Assignment — Using the entries that follow, report the number of lines that include the string "stale", without any other text.

-- Listed records follows --

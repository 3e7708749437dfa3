use packsync_manifest::{Assembler, Manifest, Scanner};
use packsync_storage::{BackendHandle, StorageBackend};
use packsync_storage::backend::{MockBackend, Operation};
use packsync_sync::error::{ErrorKind, Operation as FailedOperation};
use packsync_sync::{Outcome, Publisher};
use rstest::rstest;
use std::fs;
use std::path::{Path, PathBuf};
use std::sync::Arc;
use tempfile::TempDir;

const BASE_URL: &str = "https://example.com/api/";

struct Repository {
    dir: TempDir,
}

impl Repository {
    fn new() -> Self {
        let repository = Self { dir: tempfile::tempdir().unwrap() };
        let config = serde_json::json!({
            "config_name": "tfc",
            "minecraft_version": "1.18.2",
            "forge_version": "1.18.2-40.2.9",
            "minecraft_profile": "1.18.2-forge-40.2.9",
            "minecraft_server_ip": "77.239.232.50",
            "minecraft_server_port": "25570",
        });
        repository.write("modpacks/tfc/config.json", &serde_json::to_string(&config).unwrap());
        repository
    }

    fn root(&self) -> &Path {
        self.dir.path()
    }

    fn write(&self, relative: &str, contents: &str) {
        let path = self.root().join(relative);
        fs::create_dir_all(path.parent().unwrap()).unwrap();
        fs::write(path, contents).unwrap();
    }

    fn remove(&self, relative: &str) {
        fs::remove_file(self.root().join(relative)).unwrap();
    }

    fn assemble(&self) -> Manifest {
        Assembler::new(Scanner::new(self.root(), BASE_URL)).assemble("modpacks").unwrap()
    }

    fn manifest_path(&self) -> PathBuf {
        self.root().join("map.json")
    }

    fn publisher(&self, backend: &Arc<MockBackend>) -> Publisher {
        let handle: BackendHandle = backend.clone();
        Publisher::new(handle, self.root(), "map.json", "map.json")
    }
}

fn keys(keys: &[&str]) -> Vec<PathBuf> {
    keys.iter().map(PathBuf::from).collect()
}

async fn read(backend: &MockBackend, key: &str) -> Vec<u8> {
    backend.read(Path::new(key)).await.unwrap()
}

/// Diff against whatever storage currently publishes, as `packsync sync` does.
async fn sync(publisher: &Publisher, new: &Manifest) -> packsync_sync::error::Result<Outcome> {
    let old = publisher.published().await?;
    publisher.publish(new, &old).await
}

/// A healthy backend holding the same objects as `backend`.
async fn copy_of(backend: &MockBackend) -> Arc<MockBackend> {
    let mut files = Vec::new();
    for key in backend.keys().await {
        let data = backend.read(&key).await.unwrap();
        files.push((key, data));
    }
    Arc::new(MockBackend::with_files(files))
}

#[tokio::test]
async fn test_first_publish_uploads_everything() {
    let repository = Repository::new();
    repository.write("modpacks/tfc/main_data/mods/tfc.jar", "tfc");
    repository.write("modpacks/tfc/client_additional_data/shaders/pack.zip", "shader");
    let backend = Arc::new(MockBackend::default());

    let new = repository.assemble();
    let outcome = sync(&repository.publisher(&backend), &new).await.unwrap();

    assert_eq!(outcome, Outcome::Changed { deleted: 0, uploaded: 2 });
    assert_eq!(outcome.exit_code(), 1);
    assert_eq!(
        backend.uploads().await,
        keys(&["modpacks/tfc/client_additional_data/shaders/pack.zip", "modpacks/tfc/main_data/mods/tfc.jar"])
    );
    assert_eq!(read(&backend, "map.json").await, new.to_json().unwrap());
    assert_eq!(Manifest::load(repository.manifest_path()).unwrap(), Some(new));
    // Manifest is published last.
    let operations = backend.operations().await;
    assert_eq!(operations.last(), Some(&Operation::Write(PathBuf::from("map.json"))));
}

#[tokio::test]
async fn test_sync_after_build_still_uploads() {
    let repository = Repository::new();
    repository.write("modpacks/tfc/main_data/a.jar", "a");
    repository.write("modpacks/tfc/main_data/b.jar", "b");
    let backend = Arc::new(MockBackend::default());
    let publisher = repository.publisher(&backend);

    // `build` has already brought the local manifest up to date.
    let new = repository.assemble();
    new.save(repository.manifest_path()).unwrap();
    let outcome = sync(&publisher, &new).await.unwrap();

    assert_eq!(outcome, Outcome::Changed { deleted: 0, uploaded: 2 });
    assert_eq!(
        backend.keys().await,
        keys(&["map.json", "modpacks/tfc/main_data/a.jar", "modpacks/tfc/main_data/b.jar"])
    );
    assert_eq!(publisher.published().await.unwrap(), new);
}

#[tokio::test]
async fn test_second_run_is_idempotent() {
    let repository = Repository::new();
    repository.write("modpacks/tfc/main_data/a.jar", "a");
    let backend = Arc::new(MockBackend::default());
    let publisher = repository.publisher(&backend);

    sync(&publisher, &repository.assemble()).await.unwrap();
    let before = backend.operations().await;
    let written = fs::read(repository.manifest_path()).unwrap();

    let outcome = sync(&publisher, &repository.assemble()).await.unwrap();
    assert_eq!(outcome, Outcome::Unchanged);
    assert_eq!(outcome.exit_code(), 0);
    assert_eq!(backend.operations().await, before);
    assert_eq!(fs::read(repository.manifest_path()).unwrap(), written);
}

#[tokio::test]
async fn test_removed_file_is_deleted() {
    let repository = Repository::new();
    repository.write("modpacks/tfc/main_data/old.txt", "old");
    repository.write("modpacks/tfc/main_data/kept.txt", "kept");
    let backend = Arc::new(MockBackend::default());
    let publisher = repository.publisher(&backend);
    sync(&publisher, &repository.assemble()).await.unwrap();

    repository.remove("modpacks/tfc/main_data/old.txt");
    let outcome = sync(&publisher, &repository.assemble()).await.unwrap();

    assert_eq!(outcome, Outcome::Changed { deleted: 1, uploaded: 0 });
    assert_eq!(backend.deletes().await, keys(&["modpacks/tfc/main_data/old.txt"]));
    assert_eq!(backend.keys().await, keys(&["map.json", "modpacks/tfc/main_data/kept.txt"]));
}

#[tokio::test]
async fn test_changed_file_is_reuploaded_only() {
    let repository = Repository::new();
    repository.write("modpacks/tfc/main_data/a.txt", "first");
    repository.write("modpacks/tfc/main_data/b.txt", "unchanged");
    let backend = Arc::new(MockBackend::default());
    let publisher = repository.publisher(&backend);
    sync(&publisher, &repository.assemble()).await.unwrap();
    let uploads_before = backend.uploads().await.len();

    repository.write("modpacks/tfc/main_data/a.txt", "second");
    let outcome = sync(&publisher, &repository.assemble()).await.unwrap();

    assert_eq!(outcome, Outcome::Changed { deleted: 0, uploaded: 1 });
    assert!(backend.deletes().await.is_empty());
    let uploads = backend.uploads().await;
    assert_eq!(&uploads[uploads_before..], keys(&["modpacks/tfc/main_data/a.txt"]).as_slice());
    assert_eq!(read(&backend, "modpacks/tfc/main_data/a.txt").await, b"second");
}

#[tokio::test]
async fn test_failed_upload_aborts_without_persisting() {
    let repository = Repository::new();
    repository.write("modpacks/tfc/main_data/a.jar", "a");
    repository.write("modpacks/tfc/main_data/b.jar", "b");
    let backend = Arc::new(MockBackend::default().failing_on("modpacks/tfc/main_data/a.jar"));

    let err = sync(&repository.publisher(&backend), &repository.assemble()).await.unwrap_err();

    assert!(matches!(
        &*err,
        ErrorKind::StorageOperationFailed { operation: FailedOperation::Upload, key }
            if key == "modpacks/tfc/main_data/a.jar"
    ));
    // Fail-fast: nothing after the failing key, and no manifest anywhere.
    assert!(backend.operations().await.is_empty());
    assert!(!repository.manifest_path().exists());
}

#[tokio::test]
async fn test_failed_manifest_publish_is_retried() {
    let repository = Repository::new();
    repository.write("modpacks/tfc/main_data/a.jar", "a");
    let failing = Arc::new(MockBackend::default().failing_on("map.json"));
    let new = repository.assemble();

    let err = sync(&repository.publisher(&failing), &new).await.unwrap_err();
    assert!(matches!(&*err, ErrorKind::Persist));
    assert_eq!(failing.uploads().await, keys(&["modpacks/tfc/main_data/a.jar"]));
    // The local file would hide the unpublished change from the next run.
    assert!(!repository.manifest_path().exists());

    let healthy = copy_of(&failing).await;
    let outcome = sync(&repository.publisher(&healthy), &new).await.unwrap();

    assert_eq!(outcome, Outcome::Changed { deleted: 0, uploaded: 1 });
    assert_eq!(healthy.keys().await, keys(&["map.json", "modpacks/tfc/main_data/a.jar"]));
    assert_eq!(Manifest::load(repository.manifest_path()).unwrap(), Some(new));
}

#[tokio::test]
async fn test_failed_delete_aborts_before_uploads() {
    let repository = Repository::new();
    repository.write("modpacks/tfc/main_data/old.jar", "old");
    let previous = repository.assemble();
    let published = previous.to_json().unwrap();
    let backend = Arc::new(
        MockBackend::with_files([
            ("modpacks/tfc/main_data/old.jar", b"old".to_vec()),
            ("map.json", published.clone()),
        ])
        .failing_on("modpacks/tfc/main_data/old.jar"),
    );
    let publisher = repository.publisher(&backend);

    repository.remove("modpacks/tfc/main_data/old.jar");
    repository.write("modpacks/tfc/main_data/new.jar", "new");
    let err = sync(&publisher, &repository.assemble()).await.unwrap_err();

    assert!(matches!(&*err, ErrorKind::StorageOperationFailed { operation: FailedOperation::Delete, .. }));
    assert!(backend.uploads().await.is_empty());
    assert_eq!(read(&backend, "map.json").await, published);
    assert_eq!(publisher.published().await.unwrap(), previous);
    assert!(!repository.manifest_path().exists());
}

#[tokio::test]
async fn test_delete_of_absent_key_is_tolerated() {
    let repository = Repository::new();
    repository.write("modpacks/tfc/main_data/gone.jar", "gone");
    let previous = repository.assemble();
    repository.remove("modpacks/tfc/main_data/gone.jar");
    // Published manifest lists a file storage never received, e.g. after an
    // interrupted earlier run.
    let backend = Arc::new(MockBackend::with_files([("map.json", previous.to_json().unwrap())]));

    let outcome = sync(&repository.publisher(&backend), &repository.assemble()).await.unwrap();

    assert_eq!(outcome, Outcome::Changed { deleted: 1, uploaded: 0 });
    assert!(backend.deletes().await.is_empty());
    assert!(repository.manifest_path().exists());
}

#[tokio::test]
async fn test_unreadable_published_manifest_counts_as_empty() {
    let repository = Repository::new();
    repository.write("modpacks/tfc/main_data/a.jar", "a");
    let backend = Arc::new(MockBackend::with_files([("map.json", b"{ not json".to_vec())]));
    let publisher = repository.publisher(&backend);

    assert_eq!(publisher.published().await.unwrap(), Manifest::default());
    let outcome = sync(&publisher, &repository.assemble()).await.unwrap();

    assert_eq!(outcome, Outcome::Changed { deleted: 0, uploaded: 1 });
    assert_eq!(publisher.published().await.unwrap(), repository.assemble());
}

#[tokio::test]
async fn test_dry_run_touches_nothing() {
    let repository = Repository::new();
    repository.write("modpacks/tfc/main_data/a.jar", "a");
    let backend = Arc::new(MockBackend::with_files([("modpacks/tfc/main_data/stale.jar", b"stale".to_vec())]));
    let mut previous = repository.assemble();
    let stale = {
        let mut record = previous.modpacks["tfc"].main_data[0].clone();
        record.storage_key = "modpacks/tfc/main_data/stale.jar".to_string();
        record
    };
    previous.modpacks.get_mut("tfc").unwrap().main_data.push(stale);
    repository.write("modpacks/tfc/main_data/a.jar", "changed");

    let outcome = repository.publisher(&backend).dry_run().publish(&repository.assemble(), &previous).await.unwrap();

    assert_eq!(outcome, Outcome::Changed { deleted: 1, uploaded: 1 });
    assert!(backend.operations().await.is_empty());
    assert_eq!(backend.keys().await, keys(&["modpacks/tfc/main_data/stale.jar"]));
    assert!(!repository.manifest_path().exists());
}

#[tokio::test]
async fn test_config_change_alone_is_persisted() {
    let repository = Repository::new();
    repository.write("modpacks/tfc/main_data/a.jar", "a");
    let backend = Arc::new(MockBackend::default());
    let publisher = repository.publisher(&backend);
    sync(&publisher, &repository.assemble()).await.unwrap();

    let mut new = repository.assemble();
    new.modpacks.get_mut("tfc").unwrap().config.minecraft_server_port = "25571".to_string();
    let outcome = sync(&publisher, &new).await.unwrap();

    assert_eq!(outcome, Outcome::Changed { deleted: 0, uploaded: 0 });
    assert_eq!(publisher.published().await.unwrap(), new);
    assert_eq!(Manifest::load(repository.manifest_path()).unwrap(), Some(new));
}

#[rstest]
#[case(Outcome::Unchanged, 0, false)]
#[case(Outcome::Changed { deleted: 0, uploaded: 0 }, 1, true)]
#[case(Outcome::Changed { deleted: 3, uploaded: 2 }, 1, true)]
fn test_exit_code(#[case] outcome: Outcome, #[case] code: u8, #[case] changed: bool) {
    assert_eq!(outcome.exit_code(), code);
    assert_eq!(outcome.is_changed(), changed);
}
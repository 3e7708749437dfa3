//! Local filesystem storage backend.
//!
//! Mirrors a bucket into a directory on disk. Handy for staging a publish and
//! for serving the files from a plain web server.

use crate::error::ErrorKind;
use crate::{StorageBackend, error::Result, path::validate as validate_path};
use async_trait::async_trait;
use std::fs::create_dir_all as sync_create_dir;
use std::path::{Path, PathBuf};
use tokio::fs;

/// Local filesystem storage backend.
///
/// All keys are relative to the configured root directory.
///
/// # Examples
///
/// ```no_run
/// use packsync_storage::backend::LocalBackend;
///
/// # fn example() -> Result<(), Box<dyn std::error::Error>> {
/// let backend = LocalBackend::new("mirror", "/srv/www/modpacks")?;
/// # Ok(())
/// # }
/// ```
#[derive(Clone)]
pub struct LocalBackend {
    name: String,
    root: PathBuf,
}
impl LocalBackend {
    /// Create a new local filesystem backend.
    ///
    /// # Errors
    ///
    /// Returns an error if the path is not absolute, or exists and is not a
    /// directory.
    pub fn new(name: impl Into<String>, root: impl AsRef<Path>) -> Result<Self> {
        let root = root.as_ref().to_path_buf();
        if !root.is_absolute() {
            exn::bail!(ErrorKind::InvalidPath(root));
        }
        if root.exists() {
            if !root.is_dir() {
                exn::bail!(ErrorKind::InvalidPath(root));
            }
        } else {
            // Use non-async here; it'll only happen once on startup and it's
            // not worth the hassle of making the constructor async.
            sync_create_dir(&root).map_err(|e| ErrorKind::from_io(e, &root))?;
        }
        Ok(Self { name: name.into(), root })
    }

    /// Validates the key and joins it with the root directory.
    fn absolute_path(&self, path: impl AsRef<Path>) -> Result<PathBuf> {
        let validated = validate_path(path.as_ref())?;
        Ok(self.root.join(validated))
    }

    async fn ensure_parent(&self, absolute: &Path, path: &Path) -> Result<()> {
        // Keep behaviour consistent with S3-compatible storage, where
        // "directories" spring into existence.
        if let Some(parent) = absolute.parent() {
            fs::create_dir_all(parent).await.map_err(|e| ErrorKind::from_io(e, path))?;
        }
        Ok(())
    }
}

#[async_trait]
impl StorageBackend for LocalBackend {
    fn name(&self) -> &str {
        &self.name
    }

    async fn read(&self, path: &Path) -> Result<Vec<u8>> {
        let target = self.absolute_path(path)?;
        Ok(fs::read(&target).await.map_err(|e| ErrorKind::from_io(e, path))?)
    }

    async fn write(&self, path: &Path, data: &[u8]) -> Result<()> {
        let target = self.absolute_path(path)?;
        self.ensure_parent(&target, path).await?;
        Ok(fs::write(&target, data).await.map_err(|e| ErrorKind::from_io(e, path))?)
    }

    async fn upload(&self, source: &Path, path: &Path) -> Result<()> {
        let target = self.absolute_path(path)?;
        self.ensure_parent(&target, path).await?;
        fs::copy(source, &target).await.map_err(|e| ErrorKind::from_io(e, source))?;
        Ok(())
    }

    async fn delete(&self, path: &Path) -> Result<()> {
        let target = self.absolute_path(path)?;
        Ok(fs::remove_file(&target).await.map_err(|e| ErrorKind::from_io(e, path))?)
    }
}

-- Listed records concluded --

Expected answer — 5